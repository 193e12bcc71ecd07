//! Repository factory for dependency injection.
//!
//! This module provides utilities for creating and configuring repository instances
//! based on runtime configuration.

use std::path::Path;
use std::str::FromStr;
use std::sync::Arc;

use super::repo_config::RepositoryConfig;
use super::repositories::LocalRepository;
#[cfg(feature = "postgres-repo")]
use super::repositories::PostgresRepository;
use super::repository::{FullRepository, RepositoryError, RepositoryResult};
use super::PostgresConfig;

/// Repository type configuration.
#[derive(Debug, Clone, Copy, PartialEq, Eq)]
pub enum RepositoryType {
    /// Postgres + Diesel implementation
    Postgres,
    /// In-memory local repository
    Local,
}

impl FromStr for RepositoryType {
    type Err = String;

    /// Parse repository type from string.
    ///
    /// # Arguments
    /// * `s` - String representation ("postgres", "local")
    ///
    /// # Returns
    /// * `Ok(RepositoryType)` if valid
    /// * `Err` if invalid
    fn from_str(s: &str) -> Result<Self, Self::Err> {
        match s.to_lowercase().as_str() {
            "postgres" | "pg" => Ok(Self::Postgres),
            "local" => Ok(Self::Local),
            _ => Err(format!("Unknown repository type: {}", s)),
        }
    }
}

impl RepositoryType {
    /// Get repository type from environment variable.
    ///
    /// Reads `REPOSITORY_TYPE` environment variable. Defaults to Postgres if a
    /// database URL is present, otherwise Local.
    pub fn from_env() -> Self {
        if let Ok(val) = std::env::var("REPOSITORY_TYPE") {
            return val.parse().unwrap_or(Self::Local);
        }

        if std::env::var("DATABASE_URL").is_ok() || std::env::var("PG_DATABASE_URL").is_ok() {
            Self::Postgres
        } else {
            Self::Local
        }
    }
}

/// Repository factory for creating repository instances.
///
/// This factory provides a centralized way to create repository instances
/// with proper initialization and configuration.
///
/// # Example
/// ```ignore
/// use tms_rust::db::{PostgresConfig, RepositoryFactory, RepositoryType};
///
/// #[tokio::main]
/// async fn main() -> Result<(), Box<dyn std::error::Error>> {
///     // Create Postgres repository
///     let config = PostgresConfig::from_env()?;
///     let _pg_repo = RepositoryFactory::create(RepositoryType::Postgres, Some(&config)).await?;
///
///     // Create local repository
///     let local_repo = RepositoryFactory::create_local();
///
///     Ok(())
/// }
/// ```
pub struct RepositoryFactory;

impl RepositoryFactory {
    /// Create a repository instance based on type.
    ///
    /// # Arguments
    /// * `repo_type` - Type of repository to create
    /// * `postgres_config` - Optional database configuration (required for Postgres)
    ///
    /// # Returns
    /// * `Ok(Arc<dyn FullRepository>)` - Boxed repository instance
    /// * `Err(RepositoryError)` - If creation fails
    pub async fn create(
        repo_type: RepositoryType,
        postgres_config: Option<&PostgresConfig>,
    ) -> RepositoryResult<Arc<dyn FullRepository>> {
        match repo_type {
            RepositoryType::Postgres => {
                #[cfg(feature = "postgres-repo")]
                {
                    let config = postgres_config.ok_or_else(|| {
                        RepositoryError::configuration(
                            "Postgres repository requires PostgresConfig",
                        )
                    })?;
                    let pg = Self::create_postgres(config).await?;
                    Ok(pg as Arc<dyn FullRepository>)
                }
                #[cfg(not(feature = "postgres-repo"))]
                {
                    let _ = postgres_config;
                    Err(RepositoryError::configuration(
                        "Postgres repository feature not enabled",
                    ))
                }
            }
            RepositoryType::Local => Ok(Self::create_local()),
        }
    }

    /// Create a Postgres repository.
    ///
    /// # Arguments
    /// * `config` - Postgres configuration
    ///
    /// # Returns
    /// * `Ok(Arc<PostgresRepository>)` - Postgres repository instance
    /// * `Err(RepositoryError)` - If initialization fails
    #[cfg(feature = "postgres-repo")]
    pub async fn create_postgres(
        config: &PostgresConfig,
    ) -> RepositoryResult<Arc<PostgresRepository>> {
        let repo = PostgresRepository::new(config.clone())?;
        Ok(Arc::new(repo))
    }

    /// Create an in-memory local repository.
    ///
    /// # Returns
    /// Boxed local repository instance
    pub fn create_local() -> Arc<dyn FullRepository> {
        Arc::new(LocalRepository::new())
    }

    /// Create repository from environment configuration.
    ///
    /// Reads `REPOSITORY_TYPE` environment variable to determine which
    /// repository to create. Defaults to Postgres if a database URL is set,
    /// otherwise Local.
    ///
    /// # Returns
    /// * `Ok(Arc<dyn FullRepository>)` - Repository instance
    /// * `Err(RepositoryError)` - If creation fails
    pub async fn from_env() -> RepositoryResult<Arc<dyn FullRepository>> {
        let repo_type = RepositoryType::from_env();

        match repo_type {
            RepositoryType::Postgres => {
                #[cfg(feature = "postgres-repo")]
                {
                    let config = PostgresConfig::from_env()?;
                    let pg = Self::create_postgres(&config).await?;
                    Ok(pg as Arc<dyn FullRepository>)
                }
                #[cfg(not(feature = "postgres-repo"))]
                {
                    Err(RepositoryError::configuration(
                        "Postgres repository feature not enabled",
                    ))
                }
            }
            RepositoryType::Local => Ok(Self::create_local()),
        }
    }

    /// Create repository from a TOML configuration file.
    ///
    /// # Arguments
    /// * `config_path` - Path to the repository.toml configuration file
    ///
    /// # Returns
    /// * `Ok(Arc<dyn FullRepository>)` - Repository instance
    /// * `Err(RepositoryError)` - If creation fails
    pub async fn from_config_file<P: AsRef<Path>>(
        config_path: P,
    ) -> RepositoryResult<Arc<dyn FullRepository>> {
        let config = RepositoryConfig::from_file(config_path)?;
        Self::from_repository_config(&config).await
    }

    /// Create repository from the default configuration file location.
    ///
    /// Searches for `repository.toml` in standard locations and creates
    /// the appropriate repository instance.
    ///
    /// # Returns
    /// * `Ok(Arc<dyn FullRepository>)` - Repository instance
    /// * `Err(RepositoryError)` - If creation fails
    pub async fn from_default_config() -> RepositoryResult<Arc<dyn FullRepository>> {
        let config = RepositoryConfig::from_default_location()?;
        Self::from_repository_config(&config).await
    }

    /// Create repository from a RepositoryConfig instance.
    ///
    /// # Arguments
    /// * `config` - Repository configuration
    ///
    /// # Returns
    /// * `Ok(Arc<dyn FullRepository>)` - Repository instance
    /// * `Err(RepositoryError)` - If creation fails
    async fn from_repository_config(
        config: &RepositoryConfig,
    ) -> RepositoryResult<Arc<dyn FullRepository>> {
        let repo_type = config.repository_type().map_err(|e| {
            RepositoryError::configuration(format!("Invalid repository type: {}", e))
        })?;

        match repo_type {
            RepositoryType::Postgres => {
                #[cfg(feature = "postgres-repo")]
                {
                    let pg_config = config.to_postgres_config()?.ok_or_else(|| {
                        RepositoryError::configuration(
                            "Postgres repository requires database configuration",
                        )
                    })?;
                    let pg = Self::create_postgres(&pg_config).await?;
                    Ok(pg as Arc<dyn FullRepository>)
                }
                #[cfg(not(feature = "postgres-repo"))]
                {
                    Err(RepositoryError::configuration(
                        "Postgres repository feature not enabled",
                    ))
                }
            }
            RepositoryType::Local => Ok(Self::create_local()),
        }
    }
}

/// Builder for configuring repository creation.
///
/// This provides a fluent API for configuring and creating repository instances.
///
/// # Example
/// ```ignore
/// use tms_rust::db::{PostgresConfig, RepositoryBuilder, RepositoryType};
///
/// #[tokio::main]
/// async fn main() -> Result<(), Box<dyn std::error::Error>> {
///     // Requires the `postgres-repo` feature.
///     let config = PostgresConfig::from_env()?;
///
///     let repo = RepositoryBuilder::new()
///         .repository_type(RepositoryType::Postgres)
///         .postgres_config(config)
///         .build()
///         .await?;
///
///     Ok(())
/// }
/// ```
pub struct RepositoryBuilder {
    repo_type: RepositoryType,
    #[cfg(feature = "postgres-repo")]
    postgres_config: Option<PostgresConfig>,
}

impl RepositoryBuilder {
    /// Create a new repository builder with default settings.
    ///
    /// Defaults to Postgres if configured, otherwise Local.
    pub fn new() -> Self {
        Self {
            repo_type: RepositoryType::from_env(),
            #[cfg(feature = "postgres-repo")]
            postgres_config: None,
        }
    }

    /// Set the repository type.
    pub fn repository_type(mut self, repo_type: RepositoryType) -> Self {
        self.repo_type = repo_type;
        self
    }

    /// Set the Postgres configuration.
    #[cfg(feature = "postgres-repo")]
    pub fn postgres_config(mut self, config: PostgresConfig) -> Self {
        self.postgres_config = Some(config);
        self
    }

    /// Load configuration from environment variables.
    pub fn from_env(mut self) -> Result<Self, RepositoryError> {
        self.repo_type = RepositoryType::from_env();

        if self.repo_type == RepositoryType::Postgres {
            #[cfg(feature = "postgres-repo")]
            {
                let config = PostgresConfig::from_env()?;
                self.postgres_config = Some(config);
            }
            #[cfg(not(feature = "postgres-repo"))]
            {
                return Err(RepositoryError::configuration(
                    "Postgres repository feature not enabled",
                ));
            }
        }

        Ok(self)
    }

    /// Load configuration from a TOML file.
    ///
    /// # Arguments
    /// * `config_path` - Path to the repository.toml configuration file
    ///
    /// # Returns
    /// * `Ok(Self)` - Builder with loaded configuration
    /// * `Err(RepositoryError)` - If file cannot be read or parsed
    pub fn from_config_file<P: AsRef<Path>>(
        mut self,
        config_path: P,
    ) -> Result<Self, RepositoryError> {
        let repo_config = RepositoryConfig::from_file(config_path)?;

        self.repo_type = repo_config.repository_type().map_err(|e| {
            RepositoryError::configuration(format!("Invalid repository type: {}", e))
        })?;

        if self.repo_type == RepositoryType::Postgres {
            #[cfg(feature = "postgres-repo")]
            {
                let config = repo_config.to_postgres_config()?.ok_or_else(|| {
                    RepositoryError::configuration(
                        "Postgres repository requires database configuration",
                    )
                })?;
                self.postgres_config = Some(config);
            }
            #[cfg(not(feature = "postgres-repo"))]
            {
                return Err(RepositoryError::configuration(
                    "Postgres repository feature not enabled",
                ));
            }
        }

        Ok(self)
    }

    /// Load configuration from default location.
    ///
    /// Searches for `repository.toml` in standard locations.
    ///
    /// # Returns
    /// * `Ok(Self)` - Builder with loaded configuration
    /// * `Err(RepositoryError)` - If no config file found or parse error
    pub fn from_default_config(mut self) -> Result<Self, RepositoryError> {
        let repo_config = RepositoryConfig::from_default_location()?;

        self.repo_type = repo_config.repository_type().map_err(|e| {
            RepositoryError::configuration(format!("Invalid repository type: {}", e))
        })?;

        if self.repo_type == RepositoryType::Postgres {
            #[cfg(feature = "postgres-repo")]
            {
                let config = repo_config.to_postgres_config()?.ok_or_else(|| {
                    RepositoryError::configuration(
                        "Postgres repository requires database configuration",
                    )
                })?;
                self.postgres_config = Some(config);
            }
            #[cfg(not(feature = "postgres-repo"))]
            {
                return Err(RepositoryError::configuration(
                    "Postgres repository feature not enabled",
                ));
            }
        }

        Ok(self)
    }

    /// Build the repository instance.
    ///
    /// # Returns
    /// * `Ok(Arc<dyn FullRepository>)` - Configured repository
    /// * `Err(RepositoryError)` - If build fails
    pub async fn build(self) -> RepositoryResult<Arc<dyn FullRepository>> {
        #[cfg(feature = "postgres-repo")]
        let pg_config = self.postgres_config.as_ref();
        #[cfg(not(feature = "postgres-repo"))]
        let pg_config = None;

        RepositoryFactory::create(self.repo_type, pg_config).await
    }
}

impl Default for RepositoryBuilder {
    fn default() -> Self {
        Self::new()
    }
}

*Task to carry out*
Copy each line of the entries that includes the word "RepositoryConfig".

*Solution for this task*
use super::repo_config::RepositoryConfig;
        let config = RepositoryConfig::from_file(config_path)?;
        let config = RepositoryConfig::from_default_location()?;
    /// Create repository from a RepositoryConfig instance.
        config: &RepositoryConfig,
        let repo_config = RepositoryConfig::from_file(config_path)?;
        let repo_config = RepositoryConfig::from_default_location()?;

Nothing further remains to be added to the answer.